(Collected data entries)
*** Begin section ***

//! Backend-neutral predicate tree.
//!
//! Every backend evaluates the same [`Criterion`] built from a [`Query`]:
//! the local backend with [`Criterion::matches`], the relational backend by
//! translating it into a SQL condition. Building the tree in one place is
//! what keeps filter and search semantics identical across backends.

use std::cmp::Ordering;
use std::str::FromStr;

use serde::{Deserialize, Serialize};
use serde_json::Value;

use crate::constants::is_managed_field;
use crate::error::DomainError;
use crate::identifier::Identifier;
use crate::query::{Query, SortOrder};
use crate::Record;

/// How free-text search interacts with the field filter.
#[derive(Debug, Clone, Copy, PartialEq, Eq, Default, Serialize, Deserialize)]
#[serde(rename_all = "lowercase")]
pub enum SearchMode {
    /// Search replaces the filter when present
    #[default]
    Override,
    /// Search and filter must both hold
    Combine,
}

impl FromStr for SearchMode {
    type Err = DomainError;

    fn from_str(s: &str) -> Result<Self, Self::Err> {
        match s.to_ascii_lowercase().as_str() {
            "override" => Ok(SearchMode::Override),
            "combine" => Ok(SearchMode::Combine),
            other => Err(DomainError::validation(format!("unknown search mode '{}'", other))),
        }
    }
}

/// Fields a search runs over.
#[derive(Debug, Clone, Copy)]
pub enum SearchScope<'a> {
    /// Allowlisted fields of a registered schema
    Fields(&'a [String]),
    /// Every non-managed field present on the record
    AllFields,
}

/// A predicate over one record.
#[derive(Debug, Clone, PartialEq)]
pub enum Criterion {
    /// Matches every record
    Always,
    /// Field equals value (numbers compare numerically)
    Equals { field: String, value: Value },
    /// Field text contains needle, case-insensitively
    Contains { field: String, needle: String },
    /// Field equals one of the values
    In { field: String, values: Vec<Value> },
    /// Field coerced to an identifier equals `id`
    IdEquals { field: String, id: Identifier },
    /// Any non-managed field contains needle, case-insensitively
    AnyFieldContains { needle: String },
    /// All criteria hold
    All(Vec<Criterion>),
    /// At least one criterion holds
    Any(Vec<Criterion>),
}

impl Criterion {
    /// Build the constraint for a single filter entry, or `None` when the
    /// value is inert (`null` or empty string).
    pub fn for_filter_entry(field: &str, value: &Value) -> Option<Criterion> {
        match value {
            Value::Null => None,
            Value::String(s) if s.is_empty() => None,
            Value::String(s) => Some(Criterion::Contains {
                field: field.to_string(),
                needle: s.clone(),
            }),
            Value::Array(values) => Some(Criterion::In {
                field: field.to_string(),
                values: values.clone(),
            }),
            other => Some(Criterion::Equals {
                field: field.to_string(),
                value: other.clone(),
            }),
        }
    }

    /// AND of every active filter entry
    pub fn from_filter(filter: &crate::Filter) -> Criterion {
        Criterion::all(
            filter
                .iter()
                .filter_map(|(field, value)| Criterion::for_filter_entry(field, value))
                .collect(),
        )
    }

    /// OR over the search scope, or `None` for an absent/empty search
    pub fn from_search(search: Option<&str>, scope: SearchScope<'_>) -> Option<Criterion> {
        let needle = search.filter(|s| !s.is_empty())?;
        Some(match scope {
            SearchScope::Fields(fields) => Criterion::Any(
                fields
                    .iter()
                    .filter(|f| !is_managed_field(f))
                    .map(|field| Criterion::Contains {
                        field: field.clone(),
                        needle: needle.to_string(),
                    })
                    .collect(),
            ),
            SearchScope::AllFields => Criterion::AnyFieldContains {
                needle: needle.to_string(),
            },
        })
    }

    /// Full criterion for a list query.
    ///
    /// `reference` is the `get_many_reference` constraint and is always kept.
    pub fn for_query(
        query: &Query,
        scope: SearchScope<'_>,
        mode: SearchMode,
        reference: Option<(&str, &Identifier)>,
    ) -> Criterion {
        let filter = Criterion::from_filter(&query.filter);
        let search = Criterion::from_search(query.search.as_deref(), scope);

        let mut parts = Vec::new();
        match (search, mode) {
            (Some(search), SearchMode::Override) => parts.push(search),
            (Some(search), SearchMode::Combine) => {
                parts.push(filter);
                parts.push(search);
            }
            (None, _) => parts.push(filter),
        }
        if let Some((field, id)) = reference {
            parts.push(Criterion::IdEquals {
                field: field.to_string(),
                id: id.clone(),
            });
        }
        Criterion::all(parts)
    }

    /// AND that collapses trivial cases
    pub fn all(criteria: Vec<Criterion>) -> Criterion {
        let mut criteria: Vec<Criterion> = criteria
            .into_iter()
            .filter(|c| *c != Criterion::Always)
            .collect();
        match criteria.len() {
            0 => Criterion::Always,
            1 => criteria.remove(0),
            _ => Criterion::All(criteria),
        }
    }

    /// Evaluate against a record
    pub fn matches(&self, record: &Record) -> bool {
        match self {
            Criterion::Always => true,
            Criterion::Equals { field, value } => record
                .get(field)
                .is_some_and(|actual| values_equal(actual, value)),
            Criterion::Contains { field, needle } => record
                .get(field)
                .is_some_and(|actual| text_contains(actual, needle)),
            Criterion::In { field, values } => record
                .get(field)
                .is_some_and(|actual| values.iter().any(|v| values_equal(actual, v))),
            Criterion::IdEquals { field, id } => {
                record.get(field).is_some_and(|actual| id.matches(actual))
            }
            Criterion::AnyFieldContains { needle } => record
                .iter()
                .filter(|(field, _)| !is_managed_field(field))
                .any(|(_, actual)| text_contains(actual, needle)),
            Criterion::All(criteria) => criteria.iter().all(|c| c.matches(record)),
            Criterion::Any(criteria) => criteria.iter().any(|c| c.matches(record)),
        }
    }
}

/// Text form of a scalar; `None` for null, arrays and objects.
pub fn scalar_text(value: &Value) -> Option<String> {
    match value {
        Value::String(s) => Some(s.clone()),
        Value::Number(n) => Some(n.to_string()),
        Value::Bool(b) => Some(b.to_string()),
        _ => None,
    }
}

/// Case-insensitive substring containment
pub fn text_contains(value: &Value, needle: &str) -> bool {
    scalar_text(value).is_some_and(|text| text.to_lowercase().contains(&needle.to_lowercase()))
}

/// Equality with numeric comparison for numbers
pub fn values_equal(a: &Value, b: &Value) -> bool {
    match (a, b) {
        (Value::Number(x), Value::Number(y)) => x.as_f64() == y.as_f64(),
        _ => a == b,
    }
}

fn type_rank(value: Option<&Value>) -> u8 {
    match value {
        None | Some(Value::Null) => 0,
        Some(Value::Bool(_)) => 1,
        Some(Value::Number(_)) => 2,
        Some(Value::String(_)) => 3,
        Some(Value::Array(_)) => 4,
        Some(Value::Object(_)) => 5,
    }
}

/// Total order used for sorting: missing/null < bool < number < string
/// < array < object.
pub fn compare_values(a: Option<&Value>, b: Option<&Value>) -> Ordering {
    match (a, b) {
        (Some(Value::Bool(x)), Some(Value::Bool(y))) => x.cmp(y),
        (Some(Value::Number(x)), Some(Value::Number(y))) => {
            let (x, y) = (x.as_f64().unwrap_or(0.0), y.as_f64().unwrap_or(0.0));
            x.partial_cmp(&y).unwrap_or(Ordering::Equal)
        }
        (Some(Value::String(x)), Some(Value::String(y))) => x.cmp(y),
        _ => type_rank(a).cmp(&type_rank(b)),
    }
}

/// Comparator for a sort field and direction
pub fn compare_records(a: &Record, b: &Record, field: &str, order: SortOrder) -> Ordering {
    let ordering = compare_values(a.get(field), b.get(field));
    match order {
        SortOrder::Asc => ordering,
        SortOrder::Desc => ordering.reverse(),
    }
}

*** End section ***

# AIM OF THE TASK
What is wanted is an exact copy of the data.

# SOLUTION FOR THIS EXERCISE
//! Backend-neutral predicate tree.
//!
//! Every backend evaluates the same [`Criterion`] built from a [`Query`]:
//! the local backend with [`Criterion::matches`], the relational backend by
//! translating it into a SQL condition. Building the tree in one place is
//! what keeps filter and search semantics identical across backends.

use std::cmp::Ordering;
use std::str::FromStr;

use serde::{Deserialize, Serialize};
use serde_json::Value;

use crate::constants::is_managed_field;
use crate::error::DomainError;
use crate::identifier::Identifier;
use crate::query::{Query, SortOrder};
use crate::Record;

/// How free-text search interacts with the field filter.
#[derive(Debug, Clone, Copy, PartialEq, Eq, Default, Serialize, Deserialize)]
#[serde(rename_all = "lowercase")]
pub enum SearchMode {
    /// Search replaces the filter when present
    #[default]
    Override,
    /// Search and filter must both hold
    Combine,
}

impl FromStr for SearchMode {
    type Err = DomainError;

    fn from_str(s: &str) -> Result<Self, Self::Err> {
        match s.to_ascii_lowercase().as_str() {
            "override" => Ok(SearchMode::Override),
            "combine" => Ok(SearchMode::Combine),
            other => Err(DomainError::validation(format!("unknown search mode '{}'", other))),
        }
    }
}

/// Fields a search runs over.
#[derive(Debug, Clone, Copy)]
pub enum SearchScope<'a> {
    /// Allowlisted fields of a registered schema
    Fields(&'a [String]),
    /// Every non-managed field present on the record
    AllFields,
}

/// A predicate over one record.
#[derive(Debug, Clone, PartialEq)]
pub enum Criterion {
    /// Matches every record
    Always,
    /// Field equals value (numbers compare numerically)
    Equals { field: String, value: Value },
    /// Field text contains needle, case-insensitively
    Contains { field: String, needle: String },
    /// Field equals one of the values
    In { field: String, values: Vec<Value> },
    /// Field coerced to an identifier equals `id`
    IdEquals { field: String, id: Identifier },
    /// Any non-managed field contains needle, case-insensitively
    AnyFieldContains { needle: String },
    /// All criteria hold
    All(Vec<Criterion>),
    /// At least one criterion holds
    Any(Vec<Criterion>),
}

impl Criterion {
    /// Build the constraint for a single filter entry, or `None` when the
    /// value is inert (`null` or empty string).
    pub fn for_filter_entry(field: &str, value: &Value) -> Option<Criterion> {
        match value {
            Value::Null => None,
            Value::String(s) if s.is_empty() => None,
            Value::String(s) => Some(Criterion::Contains {
                field: field.to_string(),
                needle: s.clone(),
            }),
            Value::Array(values) => Some(Criterion::In {
                field: field.to_string(),
                values: values.clone(),
            }),
            other => Some(Criterion::Equals {
                field: field.to_string(),
                value: other.clone(),
            }),
        }
    }

    /// AND of every active filter entry
    pub fn from_filter(filter: &crate::Filter) -> Criterion {
        Criterion::all(
            filter
                .iter()
                .filter_map(|(field, value)| Criterion::for_filter_entry(field, value))
                .collect(),
        )
    }

    /// OR over the search scope, or `None` for an absent/empty search
    pub fn from_search(search: Option<&str>, scope: SearchScope<'_>) -> Option<Criterion> {
        let needle = search.filter(|s| !s.is_empty())?;
        Some(match scope {
            SearchScope::Fields(fields) => Criterion::Any(
                fields
                    .iter()
                    .filter(|f| !is_managed_field(f))
                    .map(|field| Criterion::Contains {
                        field: field.clone(),
                        needle: needle.to_string(),
                    })
                    .collect(),
            ),
            SearchScope::AllFields => Criterion::AnyFieldContains {
                needle: needle.to_string(),
            },
        })
    }

    /// Full criterion for a list query.
    ///
    /// `reference` is the `get_many_reference` constraint and is always kept.
    pub fn for_query(
        query: &Query,
        scope: SearchScope<'_>,
        mode: SearchMode,
        reference: Option<(&str, &Identifier)>,
    ) -> Criterion {
        let filter = Criterion::from_filter(&query.filter);
        let search = Criterion::from_search(query.search.as_deref(), scope);

        let mut parts = Vec::new();
        match (search, mode) {
            (Some(search), SearchMode::Override) => parts.push(search),
            (Some(search), SearchMode::Combine) => {
                parts.push(filter);
                parts.push(search);
            }
            (None, _) => parts.push(filter),
        }
        if let Some((field, id)) = reference {
            parts.push(Criterion::IdEquals {
                field: field.to_string(),
                id: id.clone(),
            });
        }
        Criterion::all(parts)
    }

    /// AND that collapses trivial cases
    pub fn all(criteria: Vec<Criterion>) -> Criterion {
        let mut criteria: Vec<Criterion> = criteria
            .into_iter()
            .filter(|c| *c != Criterion::Always)
            .collect();
        match criteria.len() {
            0 => Criterion::Always,
            1 => criteria.remove(0),
            _ => Criterion::All(criteria),
        }
    }

    /// Evaluate against a record
    pub fn matches(&self, record: &Record) -> bool {
        match self {
            Criterion::Always => true,
            Criterion::Equals { field, value } => record
                .get(field)
                .is_some_and(|actual| values_equal(actual, value)),
            Criterion::Contains { field, needle } => record
                .get(field)
                .is_some_and(|actual| text_contains(actual, needle)),
            Criterion::In { field, values } => record
                .get(field)
                .is_some_and(|actual| values.iter().any(|v| values_equal(actual, v))),
            Criterion::IdEquals { field, id } => {
                record.get(field).is_some_and(|actual| id.matches(actual))
            }
            Criterion::AnyFieldContains { needle } => record
                .iter()
                .filter(|(field, _)| !is_managed_field(field))
                .any(|(_, actual)| text_contains(actual, needle)),
            Criterion::All(criteria) => criteria.iter().all(|c| c.matches(record)),
            Criterion::Any(criteria) => criteria.iter().any(|c| c.matches(record)),
        }
    }
}

/// Text form of a scalar; `None` for null, arrays and objects.
pub fn scalar_text(value: &Value) -> Option<String> {
    match value {
        Value::String(s) => Some(s.clone()),
        Value::Number(n) => Some(n.to_string()),
        Value::Bool(b) => Some(b.to_string()),
        _ => None,
    }
}

/// Case-insensitive substring containment
pub fn text_contains(value: &Value, needle: &str) -> bool {
    scalar_text(value).is_some_and(|text| text.to_lowercase().contains(&needle.to_lowercase()))
}

/// Equality with numeric comparison for numbers
pub fn values_equal(a: &Value, b: &Value) -> bool {
    match (a, b) {
        (Value::Number(x), Value::Number(y)) => x.as_f64() == y.as_f64(),
        _ => a == b,
    }
}

fn type_rank(value: Option<&Value>) -> u8 {
    match value {
        None | Some(Value::Null) => 0,
        Some(Value::Bool(_)) => 1,
        Some(Value::Number(_)) => 2,
        Some(Value::String(_)) => 3,
        Some(Value::Array(_)) => 4,
        Some(Value::Object(_)) => 5,
    }
}

/// Total order used for sorting: missing/null < bool < number < string
/// < array < object.
pub fn compare_values(a: Option<&Value>, b: Option<&Value>) -> Ordering {
    match (a, b) {
        (Some(Value::Bool(x)), Some(Value::Bool(y))) => x.cmp(y),
        (Some(Value::Number(x)), Some(Value::Number(y))) => {
            let (x, y) = (x.as_f64().unwrap_or(0.0), y.as_f64().unwrap_or(0.0));
            x.partial_cmp(&y).unwrap_or(Ordering::Equal)
        }
        (Some(Value::String(x)), Some(Value::String(y))) => x.cmp(y),
        _ => type_rank(a).cmp(&type_rank(b)),
    }
}

/// Comparator for a sort field and direction
pub fn compare_records(a: &Record, b: &Record, field: &str, order: SortOrder) -> Ordering {
    let ordering = compare_values(a.get(field), b.get(field));
    match order {
        SortOrder::Asc => ordering,
        SortOrder::Desc => ordering.reverse(),
    }
}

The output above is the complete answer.